[Opening GIVEN INFORMATION section]
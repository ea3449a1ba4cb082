//! Inbound message dispatch.
//!
//! Each `ClientMessage` is turned into zero or more `ServerMessage`s for the
//! host. Teleports themselves leave through the `TeleportPort`, ahead of the
//! chat and sound lines returned here.

use std::sync::Arc;

use warps_domain::{PlayerId, Warp};
use warps_shared::{
    ClientMessage, CommandPermission, ListMode, LocalizedText, PlayerContext, ServerMessage,
};

use crate::app::App;
use crate::infrastructure::app_settings::AppSettings;
use crate::infrastructure::cache::TtlCache;
use crate::infrastructure::ports::ClockPort;
use crate::stores::PresentedList;
use crate::use_cases::warps::{
    CreateWarpInput, CreationOutcome, RemoveOutcome, TeleportOutcome, WarpError, WarpListEntry,
};

use super::commands;
use super::messages::{error_text, keys, particles, sounds};
use super::views;

pub struct MessageHandler {
    app: Arc<App>,
    item_id: String,
    /// Item uses seen during the current tick, keyed by player.
    item_debounce: TtlCache<PlayerId>,
}

impl MessageHandler {
    pub fn new(app: Arc<App>, settings: &AppSettings, clock: Arc<dyn ClockPort>) -> Self {
        Self {
            app,
            item_id: settings.item_id.clone(),
            item_debounce: TtlCache::new(settings.tick, clock),
        }
    }

    /// Dispatch a parsed host message to the matching use case.
    pub async fn handle(&self, msg: ClientMessage) -> Vec<ServerMessage> {
        match msg {
            ClientMessage::Hello => vec![ServerMessage::Registration {
                item: self.item_id.clone(),
                commands: commands::descriptors(),
            }],

            // Commands
            ClientMessage::TeleportCommand { player, name } => {
                if let Some(denied) = self.check_permission(&player) {
                    return denied;
                }
                self.teleport(&player, name.as_deref()).await
            }
            ClientMessage::AddWarpCommand {
                player,
                name,
                icon,
                location,
            } => {
                if let Some(denied) = self.check_permission(&player) {
                    return denied;
                }
                let input = CreateWarpInput {
                    name,
                    icon,
                    location,
                };
                self.create(&player, input).await
            }
            ClientMessage::RemoveWarpCommand { player, name } => {
                if let Some(denied) = self.check_permission(&player) {
                    return denied;
                }
                self.remove(&player, name.as_deref()).await
            }

            // Item
            ClientMessage::ItemUse { player, item } => {
                if !self.accept_item_use(&player, &item).await {
                    return Vec::new();
                }
                self.teleport(&player, None).await
            }
            ClientMessage::ItemUseOn {
                player,
                item,
                block,
                face,
            } => {
                if !self.accept_item_use(&player, &item).await {
                    return Vec::new();
                }
                if !player.is_sneaking {
                    return self.teleport(&player, None).await;
                }
                let input = CreateWarpInput {
                    location: Some(block.offset(face)),
                    ..Default::default()
                };
                self.create(&player, input).await
            }

            // Menus
            ClientMessage::WarpListSelection {
                player,
                mode,
                index,
            } => self.select_from_list(&player, mode, index).await,
            ClientMessage::CategorySelected { player, index } => {
                let result = self.app.use_cases.warps.create.choose_category(player.id, index);
                self.creation_response(player.id, result)
            }
            ClientMessage::IconSelected { player, index } => {
                let result = self.app.use_cases.warps.create.choose_icon(player.id, index);
                self.creation_response(player.id, result)
            }
            ClientMessage::IconPickerBack { player } => {
                let result = self.app.use_cases.warps.create.back(player.id);
                self.creation_response(player.id, result)
            }
            ClientMessage::DetailsSubmitted { player, form } => {
                let result = self
                    .app
                    .use_cases
                    .warps
                    .create
                    .submit_details(player.id, views::details_form(form))
                    .await;
                self.creation_response(player.id, result)
            }
            ClientMessage::FormDismissed { player } => {
                self.app.stores.presented_lists.remove(player.id);
                let outcome = self.app.use_cases.warps.create.dismiss(player.id);
                self.creation_response(player.id, Ok(outcome))
            }

            ClientMessage::Unknown => {
                tracing::debug!("Ignoring unknown host message");
                Vec::new()
            }
        }
    }

    fn check_permission(&self, player: &PlayerContext) -> Option<Vec<ServerMessage>> {
        if commands::is_permitted(player, CommandPermission::GameDirector) {
            return None;
        }
        tracing::info!(player_id = %player.id, player = %player.name, "Command refused, not a game director");
        Some(vec![chat(player.id, LocalizedText::new(keys::NO_PERMISSION))])
    }

    /// Whether an item use should be acted on: right item, first use this tick.
    async fn accept_item_use(&self, player: &PlayerContext, item: &str) -> bool {
        if item != self.item_id {
            return false;
        }
        if !self.item_debounce.insert_if_absent(player.id).await {
            tracing::debug!(player_id = %player.id, "Item use debounced");
            return false;
        }
        true
    }

    async fn teleport(&self, player: &PlayerContext, name: Option<&str>) -> Vec<ServerMessage> {
        let result = self
            .app
            .use_cases
            .warps
            .teleport
            .execute(player.id, &player.position, &player.dimension, name)
            .await;

        match result {
            Ok(TeleportOutcome::Teleported(warp)) => teleported(player.id, &warp),
            Ok(TeleportOutcome::Choose(entries)) => {
                self.present_list(player.id, ListMode::Teleport, entries)
            }
            Err(e) => vec![chat(player.id, error_text(&e))],
        }
    }

    async fn remove(&self, player: &PlayerContext, name: Option<&str>) -> Vec<ServerMessage> {
        let result = self
            .app
            .use_cases
            .warps
            .remove
            .execute(name, &player.position, &player.dimension)
            .await;

        match result {
            Ok(RemoveOutcome::Removed(warp)) => removed(player.id, &warp),
            Ok(RemoveOutcome::Choose(entries)) => {
                self.present_list(player.id, ListMode::Remove, entries)
            }
            Err(e) => vec![chat(player.id, error_text(&e))],
        }
    }

    async fn create(&self, player: &PlayerContext, input: CreateWarpInput) -> Vec<ServerMessage> {
        let result = self
            .app
            .use_cases
            .warps
            .create
            .execute(player.id, &player.position, &player.dimension, input)
            .await;
        self.creation_response(player.id, result)
    }

    fn present_list(
        &self,
        player_id: PlayerId,
        mode: ListMode,
        entries: Vec<WarpListEntry>,
    ) -> Vec<ServerMessage> {
        if entries.is_empty() {
            return vec![chat(player_id, LocalizedText::new(keys::NO_WARPS))];
        }
        let message = views::warp_list(player_id, mode, &entries);
        self.app.stores.presented_lists.insert(
            player_id,
            PresentedList {
                mode,
                warps: entries.into_iter().map(|entry| entry.warp).collect(),
            },
        );
        vec![message]
    }

    async fn select_from_list(
        &self,
        player: &PlayerContext,
        mode: ListMode,
        index: usize,
    ) -> Vec<ServerMessage> {
        let Some(warp) = self
            .app
            .stores
            .presented_lists
            .take(player.id, mode, index)
        else {
            tracing::debug!(player_id = %player.id, ?mode, index, "Selection without a matching list");
            return vec![chat(player.id, LocalizedText::new(keys::INVALID_SELECTION))];
        };

        let warps = &self.app.use_cases.warps;
        let result = match mode {
            ListMode::Teleport => warps
                .teleport
                .teleport_to(player.id, &warp)
                .await
                .map(|()| teleported(player.id, &warp)),
            ListMode::Remove => warps
                .remove
                .remove_exact(&warp)
                .await
                .map(|()| removed(player.id, &warp)),
        };
        result.unwrap_or_else(|e| vec![chat(player.id, error_text(&e))])
    }

    fn creation_response(
        &self,
        player_id: PlayerId,
        result: Result<CreationOutcome, WarpError>,
    ) -> Vec<ServerMessage> {
        match result {
            Ok(CreationOutcome::Prompt(prompt)) => vec![views::wizard_prompt(player_id, prompt)],
            Ok(CreationOutcome::Retry { reason, prompt }) => vec![
                chat(player_id, error_text(&reason)),
                views::wizard_prompt(player_id, prompt),
            ],
            Ok(CreationOutcome::Created(warp)) => created(player_id, &warp),
            Ok(CreationOutcome::Closed) => Vec::new(),
            Err(e) => vec![chat(player_id, error_text(&e))],
        }
    }
}

fn chat(player_id: PlayerId, text: LocalizedText) -> ServerMessage {
    ServerMessage::Chat { player_id, text }
}

fn sound(player_id: PlayerId, sound: &str) -> ServerMessage {
    ServerMessage::PlaySound {
        player_id,
        sound: sound.to_string(),
    }
}

fn created(player_id: PlayerId, warp: &Warp) -> Vec<ServerMessage> {
    vec![
        chat(
            player_id,
            LocalizedText::new(keys::CREATED).with_param(&warp.name),
        ),
        sound(player_id, sounds::CREATED),
        ServerMessage::SpawnParticle {
            dimension: warp.dimension.clone(),
            particle: particles::CREATED.to_string(),
            position: warp.position,
        },
    ]
}

fn removed(player_id: PlayerId, warp: &Warp) -> Vec<ServerMessage> {
    vec![
        chat(
            player_id,
            LocalizedText::new(keys::REMOVED).with_param(&warp.name),
        ),
        sound(player_id, sounds::REMOVED),
    ]
}

fn teleported(player_id: PlayerId, warp: &Warp) -> Vec<ServerMessage> {
    vec![
        chat(
            player_id,
            LocalizedText::new(keys::TELEPORTED).with_param(&warp.name),
        ),
        sound(player_id, sounds::TELEPORTED),
    ]
}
[Closing GIVEN INFORMATION section]
The answer must be a single number: how many lines in the data contain the string "tick"?

** RESPONSE AREA **
3